DeepSpeed icon indicating copy to clipboard operation
DeepSpeed copied to clipboard

[REQUEST] MiCS vs Zero++ hpZ for Hybrid FSDP

Open jeromeku opened this issue 1 year ago • 5 comments

Is your feature request related to a problem? Please describe. I'm interested in hybrid FSDP where the model is replicated across nodes and sharded within node.

My understanding is that this can be achieved through MiCS and / or ZeRO++ hpZ.

Describe the solution you'd like Better documentation, examples, or tutorials on how these solutions differ and how to best compose these features with Zero3 for a given network topology.

jeromeku avatar Aug 31 '24 11:08 jeromeku

@jeromeku, you can start here: https://www.deepspeed.ai/tutorials/zeropp/

tjruwase avatar Sep 04 '24 16:09 tjruwase

@tjruwase

Is it possible partition parameters using the secondary partition for both forward and backwards?
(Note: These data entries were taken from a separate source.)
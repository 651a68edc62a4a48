//! Identifier newtypes for Huddle components.
//!
//! Every identifier wraps a UUID so that a room id can never be passed where
//! a participant id is expected. All three render as the bare UUID.

use serde::{Deserialize, Serialize};
use std::fmt;
use std::str::FromStr;
use uuid::Uuid;

macro_rules! uuid_newtype {
    ($(#[$meta:meta])* $name:ident) => {
        $(#[$meta])*
        #[derive(Debug, Clone, Copy, PartialEq, Eq, Hash, PartialOrd, Ord, Serialize, Deserialize)]
        #[serde(transparent)]
        pub struct $name(pub Uuid);

        impl $name {
            /// Create a new random identifier
            #[must_use]
            pub fn new() -> Self {
                Self(Uuid::new_v4())
            }

            /// Borrow the wrapped UUID
            #[must_use]
            pub fn as_uuid(&self) -> &Uuid {
                &self.0
            }
        }

        impl Default for $name {
            fn default() -> Self {
                Self::new()
            }
        }

        impl fmt::Display for $name {
            fn fmt(&self, f: &mut fmt::Formatter<'_>) -> fmt::Result {
                self.0.fmt(f)
            }
        }

        impl FromStr for $name {
            type Err = uuid::Error;

            fn from_str(s: &str) -> Result<Self, Self::Err> {
                Uuid::parse_str(s).map(Self)
            }
        }

        impl From<Uuid> for $name {
            fn from(value: Uuid) -> Self {
                Self(value)
            }
        }

        impl AsRef<Uuid> for $name {
            fn as_ref(&self) -> &Uuid {
                &self.0
            }
        }
    };
}

uuid_newtype!(
    /// Unique identifier for a room
    RoomId
);

uuid_newtype!(
    /// Unique identifier for a participant record (one per join)
    ParticipantId
);

uuid_newtype!(
    /// Stable user identifier issued by the identity service
    UserId
);
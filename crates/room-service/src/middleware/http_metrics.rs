//! HTTP request metrics.
//!
//! Runs as the outermost layer so responses produced by axum itself (404,
//! 405, 415, JSON rejections) and by the auth layer are counted too.

use crate::observability::metrics::record_http_request;
use axum::{extract::Request, middleware::Next, response::Response};
use std::time::Instant;

pub async fn http_metrics_middleware(request: Request, next: Next) -> Response {
    let start = Instant::now();
    let method = request.method().to_string();
    let path = request.uri().path().to_string();

    let response = next.run(request).await;

    record_http_request(&method, &path, response.status().as_u16(), start.elapsed());

    response
}

#[cfg(test)]
#[allow(clippy::unwrap_used, clippy::expect_used)]
mod tests {
    use super::*;
    use axum::{
        body::Body,
        http::{Request as HttpRequest, StatusCode},
        middleware,
        routing::{get, post},
        Router,
    };
    use tower::ServiceExt;

    fn app() -> Router {
        Router::new()
            .route("/health", get(|| async { "OK" }))
            .route(
                "/api/v1/rooms/:code/join",
                post(|| async { StatusCode::CONFLICT }),
            )
            .layer(middleware::from_fn(http_metrics_middleware))
    }

    async fn status_of(method: &str, uri: &str) -> StatusCode {
        let request = HttpRequest::builder()
            .method(method)
            .uri(uri)
            .body(Body::empty())
            .unwrap();
        app().oneshot(request).await.unwrap().status()
    }

    #[tokio::test]
    async fn test_passes_responses_through() {
        assert_eq!(status_of("GET", "/health").await, StatusCode::OK);
        assert_eq!(
            status_of("POST", "/api/v1/rooms/Ab3dE6gH9jKm/join").await,
            StatusCode::CONFLICT
        );
    }

    #[tokio::test]
    async fn test_framework_errors_pass_through() {
        assert_eq!(status_of("GET", "/nope").await, StatusCode::NOT_FOUND);
        assert_eq!(
            status_of("DELETE", "/health").await,
            StatusCode::METHOD_NOT_ALLOWED
        );
    }
}
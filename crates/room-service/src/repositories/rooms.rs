//! PostgreSQL room repository.
//!
//! Every write runs in one transaction. Room updates are conditional on the
//! `version` column (`WHERE version = $expected`), so two writers that read
//! the same version cannot both commit. The partial unique index
//! `participants_one_active_per_user` backs the one-active-membership rule.
//!
//! # Security
//!
//! - All queries use parameterized statements
//! - Driver error details stay in logs; callers see `StoreError` only

use super::{RoomCommit, RoomRepository, StoreError};
use crate::models::{
    FeatureToggles, HistoryCursor, Participant, ParticipantRole, PermissionFlags, Room, RoomRecord, RoomStatus,
    UserProfile,
};
use crate::observability::metrics;
use async_trait::async_trait;
use common::types::{ParticipantId, RoomId, UserId};
use sqlx::postgres::PgRow;
use sqlx::{PgConnection, PgPool, Row};
use std::time::Instant;
use tracing::instrument;
use uuid::Uuid;

/// PostgreSQL SQLSTATE for unique constraint violations.
const UNIQUE_VIOLATION: &str = "23505";

macro_rules! room_columns {
    () => {
        "room_id, title, host_user_id, room_code, status, chat_enabled, voice_enabled, \
         allow_screen_share, video_enabled, participant_ids, version, created_at, ended_at"
    };
}

macro_rules! participant_columns {
    () => {
        "participant_id, room_id, user_id, role, muted, video_on, screen_sharing, \
         joined_at, left_at"
    };
}

impl From<sqlx::Error> for StoreError {
    fn from(err: sqlx::Error) -> Self {
        if let Some(db_err) = err.as_database_error() {
            if db_err.code().as_deref() == Some(UNIQUE_VIOLATION) {
                return StoreError::UniqueViolation(
                    db_err.constraint().unwrap_or("unknown").to_string(),
                );
            }
        }

        match err {
            sqlx::Error::ColumnDecode { .. }
            | sqlx::Error::ColumnNotFound(_)
            | sqlx::Error::Decode(_) => StoreError::Corrupt(err.to_string()),
            other => StoreError::Unavailable(other.to_string()),
        }
    }
}

/// Record query metrics and pass the result through.
fn observe<T>(
    operation: &'static str,
    start: Instant,
    result: Result<T, StoreError>,
) -> Result<T, StoreError> {
    let status = match &result {
        Ok(_) => "success",
        Err(StoreError::UniqueViolation(_) | StoreError::VersionConflict) => "conflict",
        Err(_) => "error",
    };
    metrics::record_db_query(operation, status, start.elapsed());

    if let Err(e) = &result {
        tracing::debug!(target: "room.repo", operation, error = %e, "Query failed");
    }
    result
}

fn uuids<'a, I, T>(ids: I) -> Vec<Uuid>
where
    I: IntoIterator<Item = &'a T>,
    T: AsRef<Uuid> + 'a,
{
    ids.into_iter().map(|id| *id.as_ref()).collect()
}

/// PostgreSQL-backed [`RoomRepository`].
#[derive(Debug, Clone)]
pub struct PgRoomRepository {
    pool: PgPool,
}

impl PgRoomRepository {
    pub fn new(pool: PgPool) -> Self {
        Self { pool }
    }
}
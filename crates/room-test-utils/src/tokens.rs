//! Bearer tokens signed with the harness secret.

use chrono::Utc;
use common::jwt::UserClaims;
use common::types::UserId;
use jsonwebtoken::{encode, Algorithm, EncodingKey, Header};

/// Signing secret shared by `TestRoomServer` and the helpers below.
pub const TEST_TOKEN_SECRET: &str = "room-test-utils-signing-secret";

/// Sign arbitrary claims with `secret`.
pub fn sign_claims(claims: &UserClaims, secret: &str) -> String {
    encode(
        &Header::new(Algorithm::HS256),
        claims,
        &EncodingKey::from_secret(secret.as_bytes()),
    )
    .expect("HS256 signing cannot fail for serializable claims")
}

/// A one-hour token for `user_id`, accepted by `TestRoomServer`.
pub fn mint_token(user_id: UserId, name: Option<&str>) -> String {
    let now = Utc::now().timestamp();
    sign_claims(
        &UserClaims {
            sub: format!("user:{user_id}"),
            name: name.map(str::to_string),
            iat: now,
            exp: now + 3600,
        },
        TEST_TOKEN_SECRET,
    )
}

/// A token for `user_id` that expired an hour ago.
pub fn expired_token(user_id: UserId) -> String {
    let now = Utc::now().timestamp();
    sign_claims(
        &UserClaims {
            sub: user_id.to_string(),
            name: None,
            iat: now - 7200,
            exp: now - 3600,
        },
        TEST_TOKEN_SECRET,
    )
}
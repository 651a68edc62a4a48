//! Room handlers.
//!
//! Thin adapters from HTTP to the [`RoomCoordinator`]: extract the caller's
//! identity and the request parameters, call one coordinator operation, and
//! shape the response. No room state is decided here.
//!
//! - `POST /api/v1/rooms` - create a room (201)
//! - `GET /api/v1/rooms/{code}` - resolved room view
//! - `POST /api/v1/rooms/{code}/join` - join
//! - `DELETE /api/v1/rooms/{code}/leave` - leave (204)
//! - `PATCH /api/v1/rooms/{code}/end` - end (204)
//! - `PATCH /api/v1/rooms/{code}/settings` - partial settings update
//! - `PATCH /api/v1/rooms/{code}/participants/{id}/role` - change a role
//! - `GET /api/v1/history` - caller's ended rooms
//! - `DELETE /api/v1/history` - purge caller's ended rooms
//!
//! [`RoomCoordinator`]: crate::services::RoomCoordinator

use crate::auth::Identity;
use crate::errors::RoomError;
use crate::models::{
    CreateRoomRequest, HistoryPage, HistoryQuery, Participant, PurgeHistoryResponse,
    RoomSnapshot, SetRoleRequest, SettingsPatch,
};
use crate::routes::AppState;
use axum::{
    extract::{
        rejection::{JsonRejection, PathRejection, QueryRejection},
        Path, Query, State,
    },
    http::StatusCode,
    Extension, Json,
};
use common::types::ParticipantId;
use std::sync::Arc;
use tracing::instrument;

/// Map a body rejection to a 400 with the standard error envelope.
fn json_body<T>(body: Result<Json<T>, JsonRejection>) -> Result<T, RoomError> {
    body.map(|Json(value)| value).map_err(|rejection| {
        tracing::debug!(target: "room.handlers", error = %rejection, "Rejected request body");
        RoomError::Validation(format!("Invalid request body: {}", rejection.body_text()))
    })
}

// ============================================================================
// Rooms
// ============================================================================

/// Handler for POST /api/v1/rooms
///
/// Returns 201 with the new room; the caller is its host and first member.
#[instrument(skip_all, name = "room.handlers.create_room")]
pub async fn create_room(
    State(state): State<Arc<AppState>>,
    Extension(identity): Extension<Identity>,
    body: Result<Json<CreateRoomRequest>, JsonRejection>,
) -> Result<(StatusCode, Json<RoomSnapshot>), RoomError> {
    let request = json_body(body)?;
    let snapshot = state
        .coordinator
        .create_room(&request.title, identity.user_id)
        .await?;

    Ok((StatusCode::CREATED, Json(snapshot)))
}

/// Handler for GET /api/v1/rooms/{code}
#[instrument(skip_all, name = "room.handlers.get_room", fields(room_code = %code))]
pub async fn get_room(
    State(state): State<Arc<AppState>>,
    Extension(identity): Extension<Identity>,
    Path(code): Path<String>,
) -> Result<Json<RoomSnapshot>, RoomError> {
    let snapshot = state.coordinator.get_room(&code, identity.user_id).await?;
    Ok(Json(snapshot))
}

/// Handler for POST /api/v1/rooms/{code}/join
///
/// Idempotent: a member joining again gets the current view back.
#[instrument(skip_all, name = "room.handlers.join_room", fields(room_code = %code))]
pub async fn join_room(
    State(state): State<Arc<AppState>>,
    Extension(identity): Extension<Identity>,
    Path(code): Path<String>,
) -> Result<Json<RoomSnapshot>, RoomError> {
    let snapshot = state.coordinator.join_room(&code, identity.user_id).await?;

    tracing::info!(
        target: "room.handlers",
        room_id = %snapshot.room_id,
        display_name = %identity.display_name,
        "Join request served"
    );

    Ok(Json(snapshot))
}

/// Handler for DELETE /api/v1/rooms/{code}/leave
#[instrument(skip_all, name = "room.handlers.leave_room", fields(room_code = %code))]
pub async fn leave_room(
    State(state): State<Arc<AppState>>,
    Extension(identity): Extension<Identity>,
    Path(code): Path<String>,
) -> Result<StatusCode, RoomError> {
    state.coordinator.leave_room(&code, identity.user_id).await?;
    Ok(StatusCode::NO_CONTENT)
}

/// Handler for PATCH /api/v1/rooms/{code}/end
#[instrument(skip_all, name = "room.handlers.end_room", fields(room_code = %code))]
pub async fn end_room(
    State(state): State<Arc<AppState>>,
    Extension(identity): Extension<Identity>,
    Path(code): Path<String>,
) -> Result<StatusCode, RoomError> {
    state.coordinator.end_room(&code, identity.user_id).await?;
    Ok(StatusCode::NO_CONTENT)
}

/// Handler for PATCH /api/v1/rooms/{code}/settings
#[instrument(skip_all, name = "room.handlers.update_settings", fields(room_code = %code))]
pub async fn update_settings(
    State(state): State<Arc<AppState>>,
    Extension(identity): Extension<Identity>,
    Path(code): Path<String>,
    body: Result<Json<SettingsPatch>, JsonRejection>,
) -> Result<Json<RoomSnapshot>, RoomError> {
    let patch = json_body(body)?;
    let snapshot = state
        .coordinator
        .update_settings(&code, identity.user_id, patch)
        .await?;
    Ok(Json(snapshot))
}

/// Handler for PATCH /api/v1/rooms/{code}/participants/{participant_id}/role
#[instrument(skip_all, name = "room.handlers.set_participant_role")]
pub async fn set_participant_role(
    State(state): State<Arc<AppState>>,
    Extension(identity): Extension<Identity>,
    path: Result<Path<(String, ParticipantId)>, PathRejection>,
    body: Result<Json<SetRoleRequest>, JsonRejection>,
) -> Result<Json<Participant>, RoomError> {
    let Path((code, participant_id)) = path.map_err(|rejection| {
        tracing::debug!(target: "room.handlers", error = %rejection, "Rejected path");
        RoomError::Validation("Invalid participant id".to_string())
    })?;
    let request = json_body(body)?;

    let participant = state
        .coordinator
        .set_participant_role(&code, identity.user_id, participant_id, &request.role)
        .await?;
    Ok(Json(participant))
}

// ============================================================================
// History
// ============================================================================

/// Handler for GET /api/v1/history?before=&limit=
#[instrument(skip_all, name = "room.handlers.get_history")]
pub async fn get_history(
    State(state): State<Arc<AppState>>,
    Extension(identity): Extension<Identity>,
    query: Result<Query<HistoryQuery>, QueryRejection>,
) -> Result<Json<HistoryPage>, RoomError> {
    let Query(query) = query.map_err(|rejection| {
        tracing::debug!(target: "room.handlers", error = %rejection, "Rejected query");
        RoomError::Validation(format!("Invalid query: {}", rejection.body_text()))
    })?;

    let page = state
        .coordinator
        .get_history(identity.user_id, query.before, query.effective_limit())
        .await?;
    Ok(Json(page))
}

/// Handler for DELETE /api/v1/history
#[instrument(skip_all, name = "room.handlers.purge_history")]
pub async fn purge_history(
    State(state): State<Arc<AppState>>,
    Extension(identity): Extension<Identity>,
) -> Result<Json<PurgeHistoryResponse>, RoomError> {
    let deleted = state.coordinator.purge_history(identity.user_id).await?;
    Ok(Json(PurgeHistoryResponse { deleted }))
}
That is, only shard intra-node for both forwards and backwards instead of only for backwards?

Can this be accomplished given hpZ, and if so, what would be the appropriate config?

Thanks!

jeromeku avatar Sep 09 '24 07:09 jeromeku

Can this be accomplished given hpZ, and if so, what would be the appropriate config?

No, this is not possible in hpZ.

tjruwase avatar Sep 09 '24 12:09 tjruwase

@tjruwase Are there any benchmarks comparing ZeRO++ hpZ with MiCS? Are there specific use cases for one over the other given the different partitioning schemes employed by hpZ vs MiCS?

jeromeku avatar Sep 18 '24 15:09 jeromeku

@jeromeku, please see the attached performance comparison of hpZ versus MiCS. Generally, hpZ is more memory efficient because, unlike MiCS, it does not replicate the entire model state. However, MiCS might be competitive in scenarios where memory is not a bottleneck. Screenshot 2024-09-18 at 2 10 32 PM

samadejacobs avatar Sep 18 '24 21:09 samadejacobs